Wang Anyi (born 6 March 1954) is a Chinese writer. The daughter of renowned writer Ru Zhijuan, Wang is considered a leading figure in contemporary Chinese literature. She has been vice-chair of China Writers Association since 2006, and professor in Chinese Literature at Fudan University since 2004.

Wang's stories are frequently set in her hometown Shanghai, and David Der-wei Wang has called her the "new successor to the Shanghai School". Wang also regularly writes about the countryside in Anhui, where she was "sent down" during the Cultural Revolution.

Early life[edit]

The second of three children of writers Wang Xiaoping (王啸平) and Ru Zhijuan, Wang Anyi was born in Nanjing in 1954, but moved to Shanghai at age 1 with her parents. Wang was raised in a well-protected family off wealthy Huaihai Road[1] and developed a habit of reading herself to sleep at a young age.[2] She has an elder brother Wang Annuo (王安诺) and a younger brother Wang Anwei (王安桅).[3]

Career[edit]

In 1969, after graduating from middle school, Wang was "sent down" to the countryside of Wuhe County, Anhui—then an impoverished province plagued by famine. The rustication experience traumatized her. In the late 1980s, Wang said: "When I left, I left with the feelings of escaping from hell."[4]

During the lonely years in the countryside, "reading books and writing in my diary became even more precious to me".[2] Wang had hoped to enter a university as a Worker-Peasant-Soldier student but without a recommendation her dream was not realized. However, as she could play the accordion, in 1972 she found a position in the Xuzhou Song and Dance Cultural Troupe to play the cello. During her spare time she continued to write, and began to publish short stories in 1976. She was permitted to return to Shanghai in 1978 and worked as an editor of the literature magazine Childhood (儿童时代).[4]
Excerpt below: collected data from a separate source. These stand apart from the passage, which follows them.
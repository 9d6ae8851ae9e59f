//! Reflection for foreign types, plus helpers for implementing [`Reflect`].
//!
//! - `xxx_debug`: Used to implement [`Reflect::reflect_debug`] (e.g. [`array_debug`]).
//!
//! ## Implemented Menu
//!
//! - native:
//!     - `bool`, `char`, `i8`-`i128`, `u8`-`u128`, `isize`, `usize`, `f32`, `f64`, `()` (opaque)
//!     - `&'static str` (opaque)
//!     - `[T; N]` (array)
//!     - `&'static T` (shape of `T`)
//! - core:
//!     - `Option<T>` (pointer, `None` is null)
//! - alloc:
//!     - `String`, `Cow<'static, str>` (opaque)
//!     - `Vec<T>`, `VecDeque<T>`, `Box<[T]>` (list)
//!     - `BTreeMap<K, V>` with `K: Borrow<str>` (map)
//!     - `Box<T>` (transparent), `Arc<T>` (shape of `T`)
//! - std: ("std" feature)
//!     - `HashMap<K, V, S>` with `K: Borrow<str>` (map)
//! - serde_json: ("json" feature)
//!     - `Value`, `Map<String, Value>`
//!
//! `Box<T>` and `Box<dyn Reflect>` are fully transparent: shape, type path
//! and [`Any`](::core::any::Any) identity are those of the boxed value.
//! `Arc<T>` and `&'static T` report the shape and type path of `T` but keep
//! their own identity, so downcasting and cloning work on the handle.
//!
//! [`Reflect`]: crate::Reflect
//! [`Reflect::reflect_debug`]: crate::Reflect::reflect_debug

// -----------------------------------------------------------------------------
// Modules

mod utils;

mod alloc;
mod core;
mod native;

#[cfg(feature = "std")]
mod std;

#[cfg(feature = "json")]
mod json;

// -----------------------------------------------------------------------------
// Exports

pub use utils::{array_debug, list_debug, map_debug, pointer_debug, struct_debug};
In 1980 Wang became a professional writer, and that year received training from the China Writers Association at the Lu Xun Literary Institute. Her earlier works focused on individual experiences rather than the collective, politics-oriented literature advocated by the state.[5] In 1982 and 1983, her short story "The Destination" and novella Lapse of Time won national awards. In Lapse of Time, Wang shifted from emotional intensity in her previous work to the mundane day-to-day lives. But it was a 1983 trip to Iowa City, Iowa, United States for the International Writing Program, with her mother Ru Zhijuan, that redefined her career. There she met writer Chen Yingzhen, a social activist and Chinese nationalist from Taiwan, whose humanistic worldview and encouragement strongly influenced her.[6] This experience "led to the profound discovery that she was indeed Chinese and to the decision to 'write on China' when she returned". In her first major work after the trip, the award-winning novella Baotown (1985), Wang focused on the culture of rural China, drawing from her own experience. The benevolent child protagonist is contrasted with selfish, prejudicial, cruel and close-minded adult villagers, and Ying Hong remarked that Wang used "words that carry not the least hint of subjectivity she casually tosses forth a whole string of 'slices of life'."[7]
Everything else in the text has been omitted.